* [Input data]
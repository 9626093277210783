//! The built-in topic catalog and its lookup functions.

use std::collections::HashMap;
use std::sync::LazyLock;

use crate::coach::Difficulty;

use super::{DebateTopic, KeyPoints, TopicCategory};

/// Static array of all built-in debate topics.
pub static DEBATE_TOPICS: &[DebateTopic] = &[
    // ==========================================================================
    // EDUCATION
    // ==========================================================================
    DebateTopic {
        id: "school-phones",
        title: "Ar mokyklose turėtų būti uždrausti išmanieji telefonai?",
        description: "Diskutuokite apie mobiliųjų įrenginių poveikį mokymuisi ir socialiniam vystymuisi",
        category: TopicCategory::Education,
        difficulty: Difficulty::Beginner,
        key_points: KeyPoints {
            pro: &[
                "Sumažina dėmesio blaškymą",
                "Gerina tiesioginio bendravimo įgūdžius",
                "Geriau sutelkia dėmesį į mokymąsi",
            ],
            con: &[
                "Skubus komunikavimas",
                "Edukacinės programėlės ir ištekliai",
                "Skaitmeninių gebėjimų ugdymas",
            ],
        },
    },
    DebateTopic {
        id: "homework-weekend",
        title: "Ar savaitgaliais turėtų būti duodami namų darbai?",
        description: "Tyrinėkite mokinių darbo ir poilsio pusiausvyrą bei mokymosi efektyvumą",
        category: TopicCategory::Education,
        difficulty: Difficulty::Beginner,
        key_points: KeyPoints {
            pro: &[
                "Stiprina mokymąsi",
                "Ugdo laiko valdymo įgūdžius",
                "Palaiko akademinį tempą",
            ],
            con: &[
                "Šeimos laiko svarba",
                "Poilsio ir pramogų poreikis",
                "Streso mažinimas",
            ],
        },
    },
    DebateTopic {
        id: "standardized-testing",
        title: "Ar standartizuoti testai efektyviai matuoja mokinių gebėjimus?",
        description: "Išnagrinėkite standartizuotų testų vaidmenį šiuolaikiniame švietime",
        category: TopicCategory::Education,
        difficulty: Difficulty::Intermediate,
        key_points: KeyPoints {
            pro: &[
                "Objektyvus vertinimas",
                "Priėmimo į aukštąsias mokyklas standartai",
                "Švietimo pažangos sekimas",
            ],
            con: &[
                "Mokymasis testui",
                "Kultūrinis šališkumas",
                "Siauras gebėjimų vertinimas",
            ],
        },
    },
    // ==========================================================================
    // TECHNOLOGY
    // ==========================================================================
    DebateTopic {
        id: "ai-education",
        title: "Ar AI įrankiai kaip ChatGPT turėtų būti leidžiami klasėse?",
        description: "Diskutuokite apie AI technologijų integraciją švietimo aplinkoje",
        category: TopicCategory::Technology,
        difficulty: Difficulty::Intermediate,
        key_points: KeyPoints {
            pro: &[
                "Padidinta mokymosi efektyvumas",
                "Personalizuotas švietimas",
                "Ateities įgūdžių ruošimas",
            ],
            con: &[
                "Akademinio sąžiningumo rūpesčiai",
                "Kritinio mąstymo mažėjimas",
                "Priklausomybės problemos",
            ],
        },
    },
    DebateTopic {
        id: "social-media-regulation",
        title: "Ar socialiniai tinklai turėtų būti reguliuojami vyriausybės?",
        description: "Tyrinėkite pusiausvyrą tarp žodžio laisvės ir platformų atsakomybės",
        category: TopicCategory::Technology,
        difficulty: Difficulty::Advanced,
        key_points: KeyPoints {
            pro: &[
                "Naudotojų privatumo apsauga",
                "Dezinformacijos kovos",
                "Žalingo turinio prevencija",
            ],
            con: &[
                "Žodžio laisvės rūpesčiai",
                "Inovacijų stabdymas",
                "Vyriausybės perdėtas įsitraukimas",
            ],
        },
    },
    // ==========================================================================
    // ENVIRONMENT
    // ==========================================================================
    DebateTopic {
        id: "plastic-bags",
        title: "Ar plastiko maišeliai turėtų būti visiškai uždrausti?",
        description: "Išnagrinėkite poveikį aplinkai ir praktinius aspektus",
        category: TopicCategory::Environment,
        difficulty: Difficulty::Beginner,
        key_points: KeyPoints {
            pro: &[
                "Taršos mažinimas",
                "Jūrų gyvūnų apsauga",
                "Daugkartinio naudojimo alternatyvų skatinimas",
            ],
            con: &[
                "Ekonominis poveikis verslui",
                "Vartotojų patogumas",
                "Alternatyvių šalinimo problemos",
            ],
        },
    },
    DebateTopic {
        id: "nuclear-energy",
        title: "Ar branduolinė energija yra klimato kaitos sprendimas?",
        description: "Diskutuokite apie švarios energijos alternatyvas ir jų kompromisus",
        category: TopicCategory::Environment,
        difficulty: Difficulty::Advanced,
        key_points: KeyPoints {
            pro: &[
                "Mažas anglies pėdsako našumas",
                "Patikima bazinė energija",
                "Išbandyta technologija",
            ],
            con: &[
                "Radioaktyvių atliekų saugojimas",
                "Avarijų rizika",
                "Aukštos statybos sąnaudos",
            ],
        },
    },
    // ==========================================================================
    // SOCIAL ISSUES
    // ==========================================================================
    DebateTopic {
        id: "four-day-workweek",
        title: "Ar standartinė darbo savaitė turėtų būti keturių dienų?",
        description: "Tyrinėkite darbo ir asmeninio gyvenimo pusiausvyrą šiuolaikiniame visuomenėje",
        category: TopicCategory::Social,
        difficulty: Difficulty::Intermediate,
        key_points: KeyPoints {
            pro: &[
                "Geresnė darbo ir gyvenimo pusiausvyra",
                "Padidėjęs produktyvumas",
                "Mažesnis pervargimas",
            ],
            con: &[
                "Klientų aptarnavimo spragos",
                "Ekonominio produktyvumo rūpesčiai",
                "Pramonės suderinamumas",
            ],
        },
    },
    DebateTopic {
        id: "universal-basic-income",
        title: "Ar vyriausybės turėtų įgyvendinti visuotines bazines pajamas?",
        description: "Diskutuokite apie ekonomikos politiką ir socialinės gerovės požiūrius",
        category: TopicCategory::Social,
        difficulty: Difficulty::Advanced,
        key_points: KeyPoints {
            pro: &[
                "Skurdo mažinimas",
                "Ekonominis saugumas",
                "Socialinės paramos sistemų supaprastinimas",
            ],
            con: &[
                "Aukštos sąnaudos mokesčių mokėtojams",
                "Galima infliacija",
                "Darbo motyvacijos mažėjimas",
            ],
        },
    },
    // ==========================================================================
    // ETHICS
    // ==========================================================================
    DebateTopic {
        id: "animal-testing",
        title: "Ar gyvūnų bandymai turėtų būti uždrausti kosmetikos produktams?",
        description: "Išnagrinėkite etinius aspektus produktų kūrime",
        category: TopicCategory::Ethics,
        difficulty: Difficulty::Intermediate,
        key_points: KeyPoints {
            pro: &[
                "Gyvūnų gerovės apsauga",
                "Alternatyvūs metodai prieinami",
                "Etiškas vartojimas",
            ],
            con: &[
                "Saugumo tyrimų būtinybė",
                "Ekonominis poveikis pramonei",
                "Mokslo pažanga",
            ],
        },
    },
    DebateTopic {
        id: "genetic-editing",
        title: "Ar žmogaus embrionų genetinis redagavimas turėtų būti leistinas?",
        description: "Diskutuokite apie genetinės modifikacijos etiką ir žmogaus tobulinimą",
        category: TopicCategory::Ethics,
        difficulty: Difficulty::Advanced,
        key_points: KeyPoints {
            pro: &[
                "Genetinių ligų prevencija",
                "Žmogaus tobulinimo potencialas",
                "Medicinos pažanga",
            ],
            con: &[
                "Etiniai rūpesčiai",
                "Genetinė nelygybė",
                "Nežinomi ilgalaikiai poveikiai",
            ],
        },
    },
    // ==========================================================================
    // LITHUANIA-SPECIFIC
    // ==========================================================================
    DebateTopic {
        id: "lithuanian-language",
        title: "Ar lietuvių kalba turėtų būti privaloma visose Lietuvos mokyklose?",
        description: "Diskutuokite apie kalbos politiką ir kultūrinio tapatumo išsaugojimą",
        category: TopicCategory::Education,
        difficulty: Difficulty::Intermediate,
        key_points: KeyPoints {
            pro: &[
                "Kultūrinio tapatumo išsaugojimas",
                "Valstybinės kalbos prestižas",
                "Integracijos skatinimas",
            ],
            con: &["Mažumų teisės", "Tarptautiškumas", "Individualus pasirinkimas"],
        },
    },
    DebateTopic {
        id: "eu-integration",
        title: "Ar Lietuva turėtų stiprinti integraciją su ES?",
        description: "Tyrinėkite Lietuvos vaidmenį Europos Sąjungoje",
        category: TopicCategory::Politics,
        difficulty: Difficulty::Advanced,
        key_points: KeyPoints {
            pro: &[
                "Ekonominės naudos",
                "Geopolitinis saugumas",
                "Europos vertybių sklaida",
            ],
            con: &[
                "Nacionalinio suverenumo išsaugojimas",
                "Kultūrinio savitumo apsauga",
                "Sprendimų autonomija",
            ],
        },
    },
];

/// Lookup table from topic id to topic, built on first use.
static TOPIC_LOOKUP: LazyLock<HashMap<&'static str, &'static DebateTopic>> = LazyLock::new(|| {
    let mut map = HashMap::new();
    for topic in DEBATE_TOPICS {
        map.insert(topic.id, topic);
    }
    map
});

/// Returns all built-in topics.
pub fn all() -> &'static [DebateTopic] {
    DEBATE_TOPICS
}

/// Looks up a topic by its identifier.
pub fn by_id(id: &str) -> Option<&'static DebateTopic> {
    TOPIC_LOOKUP.get(id).copied()
}

/// Returns all topics in the given category.
pub fn by_category(category: TopicCategory) -> Vec<&'static DebateTopic> {
    DEBATE_TOPICS
        .iter()
        .filter(|t| t.category == category)
        .collect()
}

/// Returns all topics at the given difficulty.
pub fn by_difficulty(difficulty: Difficulty) -> Vec<&'static DebateTopic> {
    DEBATE_TOPICS
        .iter()
        .filter(|t| t.difficulty == difficulty)
        .collect()
}

/// Picks a random topic from the catalog.
pub fn random() -> &'static DebateTopic {
    use rand::RngExt;

    let mut rng = rand::rng();
    &DEBATE_TOPICS[rng.random_range(0..DEBATE_TOPICS.len())]
}

#[cfg(test)]
mod tests {
    use super::*;

    #[test]
    fn test_catalog_has_thirteen_topics() {
        assert_eq!(DEBATE_TOPICS.len(), 13);
    }

    #[test]
    fn test_topic_ids_are_unique() {
        let mut ids: Vec<&str> = DEBATE_TOPICS.iter().map(|t| t.id).collect();
        ids.sort_unstable();
        ids.dedup();
        assert_eq!(ids.len(), DEBATE_TOPICS.len());
    }

    #[test]
    fn test_every_topic_has_key_points_for_both_sides() {
        for topic in DEBATE_TOPICS {
            assert!(
                !topic.key_points.pro.is_empty(),
                "topic '{}' has no pro points",
                topic.id
            );
            assert!(
                !topic.key_points.con.is_empty(),
                "topic '{}' has no con points",
                topic.id
            );
            assert!(!topic.title.is_empty());
            assert!(!topic.description.is_empty());
        }
    }

    #[test]
    fn test_by_id_finds_known_topics() {
        let topic = by_id("nuclear-energy").expect("known id");
        assert_eq!(topic.category, TopicCategory::Environment);
        assert_eq!(topic.difficulty, Difficulty::Advanced);

        assert!(by_id("flat-earth").is_none());
    }

    #[test]
    fn test_by_category_filters() {
        let education = by_category(TopicCategory::Education);
        assert_eq!(education.len(), 4);
        assert!(education.iter().all(|t| t.category == TopicCategory::Education));

        // Some categories exist for future topics and are empty today.
        assert!(by_category(TopicCategory::Health).is_empty());
    }

    #[test]
    fn test_by_difficulty_filters() {
        assert_eq!(by_difficulty(Difficulty::Beginner).len(), 3);
        assert_eq!(by_difficulty(Difficulty::Intermediate).len(), 5);
        assert_eq!(by_difficulty(Difficulty::Advanced).len(), 5);
    }

    #[test]
    fn test_random_returns_catalog_member() {
        for _ in 0..20 {
            let topic = random();
            assert!(by_id(topic.id).is_some());
        }
    }
}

* [What is needed]
Go through the material and copy every line in which the word "įgūdžius" occurs.

* [Solution to this problem]
                "Gerina tiesioginio bendravimo įgūdžius",
                "Ugdo laiko valdymo įgūdžius",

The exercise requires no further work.